>>>

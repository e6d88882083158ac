//! Generic logger utility functions

// ---------------------------------------------------------------------------
// IMPORTS
// ---------------------------------------------------------------------------

// External imports
use colored::{ColoredString, Colorize};
use log::{self, info};
use thiserror::Error;

// Re-exports
pub use log::LevelFilter;

// ---------------------------------------------------------------------------
// ENUMERATIONS
// ---------------------------------------------------------------------------

/// Errors associated with initialising the logger.
#[derive(Debug, Error)]
pub enum LoggerInitError {
    #[error("An error occured while setting up the logger: {0}")]
    FernInitError(log::SetLoggerError),
}

// ---------------------------------------------------------------------------
// PUBLIC FUNCTIONS
// ---------------------------------------------------------------------------

/// Initialise the console logger.
///
/// # Safety
///
/// - This function must only be called once to prevent corrupting logs.
pub fn logger_init(min_level: LevelFilter) -> Result<(), LoggerInitError> {
    // Setup the logger using fern's builder pattern
    match fern::Dispatch::new()
        .format(|out, message, record| {
            // If debug or trace include the target, otherwise don't include it
            if record.level() > log::Level::Info {
                out.finish(format_args!(
                    "[{} {}] {}: {}",
                    chrono::Local::now().format("%H:%M:%S%.3f"),
                    level_to_str(record.level()),
                    record.target(),
                    message
                ))
            } else {
                out.finish(format_args!(
                    "[{} {}] {}",
                    chrono::Local::now().format("%H:%M:%S%.3f"),
                    level_to_str(record.level()),
                    message
                ))
            }
        })
        .level(min_level)
        .chain(std::io::stdout())
        .apply()
    {
        Ok(_) => (),
        Err(e) => return Err(LoggerInitError::FernInitError(e)),
    };

    info!("Logging initialised");
    info!("    Log level: {:?}", min_level);

    Ok(())
}

// ---------------------------------------------------------------------------
// PRIVATE FUNCTIONS
// ---------------------------------------------------------------------------

/// Get the string representation of a log level
fn level_to_str(level: log::Level) -> ColoredString {
    match level {
        log::Level::Trace => "TRC".dimmed().italic(),
        log::Level::Debug => "DBG".dimmed(),
        log::Level::Info => "INF".normal(),
        log::Level::Warn => "WRN".yellow(),
        log::Level::Error => "ERR".red().bold(),
    }
}

// ---------------------------------------------------------------------------
// TESTS
// ---------------------------------------------------------------------------
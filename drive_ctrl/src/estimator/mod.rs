//! # Estimator module
//!
//! Support for fusing delayed measurements into a state estimator. The
//! filter itself lives with the caller; this module only records its
//! history and replays it when an old measurement arrives.

// ---------------------------------------------------------------------------
// MODULES
// ---------------------------------------------------------------------------

mod latency;

// ---------------------------------------------------------------------------
// EXPORTS
// ---------------------------------------------------------------------------

pub use latency::*;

<<<

=== TO DO ===
Transcribe each of the records above exactly.

=== THE ANSWER ===
repository e6d88882083158ac
//! Generic logger utility functions

// ---------------------------------------------------------------------------
// IMPORTS
// ---------------------------------------------------------------------------

// External imports
use colored::{ColoredString, Colorize};
use log::{self, info};
use thiserror::Error;

// Re-exports
pub use log::LevelFilter;

// ---------------------------------------------------------------------------
// ENUMERATIONS
// ---------------------------------------------------------------------------

/// Errors associated with initialising the logger.
#[derive(Debug, Error)]
pub enum LoggerInitError {
    #[error("An error occured while setting up the logger: {0}")]
    FernInitError(log::SetLoggerError),
}

// ---------------------------------------------------------------------------
// PUBLIC FUNCTIONS
// ---------------------------------------------------------------------------

/// Initialise the console logger.
///
/// # Safety
///
/// - This function must only be called once to prevent corrupting logs.
pub fn logger_init(min_level: LevelFilter) -> Result<(), LoggerInitError> {
    // Setup the logger using fern's builder pattern
    match fern::Dispatch::new()
        .format(|out, message, record| {
            // If debug or trace include the target, otherwise don't include it
            if record.level() > log::Level::Info {
                out.finish(format_args!(
                    "[{} {}] {}: {}",
                    chrono::Local::now().format("%H:%M:%S%.3f"),
                    level_to_str(record.level()),
                    record.target(),
                    message
                ))
            } else {
                out.finish(format_args!(
                    "[{} {}] {}",
                    chrono::Local::now().format("%H:%M:%S%.3f"),
                    level_to_str(record.level()),
                    message
                ))
            }
        })
        .level(min_level)
        .chain(std::io::stdout())
        .apply()
    {
        Ok(_) => (),
        Err(e) => return Err(LoggerInitError::FernInitError(e)),
    };

    info!("Logging initialised");
    info!("    Log level: {:?}", min_level);

    Ok(())
}

// ---------------------------------------------------------------------------
// PRIVATE FUNCTIONS
// ---------------------------------------------------------------------------

/// Get the string representation of a log level
fn level_to_str(level: log::Level) -> ColoredString {
    match level {
        log::Level::Trace => "TRC".dimmed().italic(),
        log::Level::Debug => "DBG".dimmed(),
        log::Level::Info => "INF".normal(),
        log::Level::Warn => "WRN".yellow(),
        log::Level::Error => "ERR".red().bold(),
    }
}

// ---------------------------------------------------------------------------
// TESTS
// ---------------------------------------------------------------------------
filename drive_ctrl/src/estimator/mod.rs
//! # Estimator module
//!
//! Support for fusing delayed measurements into a state estimator. The
//! filter itself lives with the caller; this module only records its
//! history and replays it when an old measurement arrives.

// ---------------------------------------------------------------------------
// MODULES
// ---------------------------------------------------------------------------

mod latency;

// ---------------------------------------------------------------------------
// EXPORTS
// ---------------------------------------------------------------------------

pub use latency::*;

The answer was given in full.